**Action item:**
Using the data beneath this instruction, retype only the lines from the one that contains "register(&self.streaming, &consumer, |c|" down to the one that contains "Ok(match state.last_message().and_then(|message| message.ulid())", both included, exactly as they appear.

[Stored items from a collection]
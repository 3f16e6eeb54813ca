use std::sync::{Arc, Weak};

use parking_lot::Mutex;

use crate::api::{QueuingConsumer, Shard, StreamingConsumer};
use crate::cursor::Cursor;
use crate::error::BrokerError;
use crate::id;
use crate::memory::queuing::MemoryQueuingConsumer;
use crate::memory::streaming::MemoryStreamingConsumer;
use crate::memory::topic::TopicCore;

/// The single shard of an in-memory topic. Tracks the consumers it
/// created so closing the shard closes them too. The registries hold weak
/// references and are pruned of dropped and closed consumers on every
/// factory call, so a consumer's lifetime stays with its callers.
pub struct MemoryShard {
    shard_id: String,
    core: Arc<TopicCore>,
    streaming: Mutex<Vec<Weak<MemoryStreamingConsumer>>>,
    queuing: Mutex<Vec<Weak<MemoryQueuingConsumer>>>,
}

impl MemoryShard {
    pub(crate) fn new(shard_id: impl Into<String>, core: Arc<TopicCore>) -> Self {
        MemoryShard {
            shard_id: shard_id.into(),
            core,
            streaming: Mutex::new(Vec::new()),
            queuing: Mutex::new(Vec::new()),
        }
    }
}

fn register<C>(registry: &Mutex<Vec<Weak<C>>>, consumer: &Arc<C>, is_closed: fn(&C) -> bool) {
    let mut registry = registry.lock();
    registry.retain(|weak| weak.upgrade().is_some_and(|live| !is_closed(&live)));
    registry.push(Arc::downgrade(consumer));
}

impl Shard for MemoryShard {
    fn shard_id(&self) -> &str {
        &self.shard_id
    }

    fn supports_streaming(&self) -> bool {
        true
    }

    fn supports_queuing(&self) -> bool {
        true
    }

    fn streaming_consumer(
        &self,
        initial_position: Cursor,
    ) -> Result<Arc<dyn StreamingConsumer>, BrokerError> {
        let consumer = Arc::new(MemoryStreamingConsumer::new(
            Arc::clone(&self.core),
            initial_position,
        )?);
        register(&self.streaming, &consumer, |c| {
            StreamingConsumer::is_closed(c)
        });
        Ok(consumer)
    }

    fn queuing_consumer(&self) -> Result<Arc<dyn QueuingConsumer>, BrokerError> {
        if self.core.is_closed() {
            return Err(BrokerError::Closed);
        }
        let consumer = Arc::new(MemoryQueuingConsumer::new(Arc::clone(&self.core)));
        register(&self.queuing, &consumer, |c| QueuingConsumer::is_closed(c));
        Ok(consumer)
    }

    fn cursor_at_last_message(&self) -> Result<Option<Cursor>, BrokerError> {
        if self.core.is_closed() {
            return Err(BrokerError::Closed);
        }
        let state = self.core.lock_state("cursor at last message")?;
        Ok(state
            .last_message()
            .and_then(|message| message.ulid())
            .map(|ulid| Cursor::at_ulid(ulid, true)))
    }

    fn cursor_after_last_message(&self) -> Result<Cursor, BrokerError> {
        if self.core.is_closed() {
            return Err(BrokerError::Closed);
        }
        let now = id::current_millis();
        let state = self.core.lock_state("cursor after last message")?;
        Ok(match state.last_message().and_then(|message| message.ulid()) {
            Some(ulid) => Cursor::at_ulid(ulid, false),
            None => Cursor::at_ulid(id::beginning_of(now), true),
        })
    }

    fn close(&self) {
        let streaming: Vec<_> = std::mem::take(&mut *self.streaming.lock());
        for consumer in streaming.iter().filter_map(Weak::upgrade) {
            consumer.close();
        }
        let queuing: Vec<_> = std::mem::take(&mut *self.queuing.lock());
        for consumer in queuing.iter().filter_map(Weak::upgrade) {
            consumer.close();
        }
    }
}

**Your response:**
        register(&self.streaming, &consumer, |c| {
            StreamingConsumer::is_closed(c)
        });
        Ok(consumer)
    }

    fn queuing_consumer(&self) -> Result<Arc<dyn QueuingConsumer>, BrokerError> {
        if self.core.is_closed() {
            return Err(BrokerError::Closed);
        }
        let consumer = Arc::new(MemoryQueuingConsumer::new(Arc::clone(&self.core)));
        register(&self.queuing, &consumer, |c| QueuingConsumer::is_closed(c));
        Ok(consumer)
    }

    fn cursor_at_last_message(&self) -> Result<Option<Cursor>, BrokerError> {
        if self.core.is_closed() {
            return Err(BrokerError::Closed);
        }
        let state = self.core.lock_state("cursor at last message")?;
        Ok(state
            .last_message()
            .and_then(|message| message.ulid())
            .map(|ulid| Cursor::at_ulid(ulid, true)))
    }

    fn cursor_after_last_message(&self) -> Result<Cursor, BrokerError> {
        if self.core.is_closed() {
            return Err(BrokerError::Closed);
        }
        let now = id::current_millis();
        let state = self.core.lock_state("cursor after last message")?;
        Ok(match state.last_message().and_then(|message| message.ulid()) {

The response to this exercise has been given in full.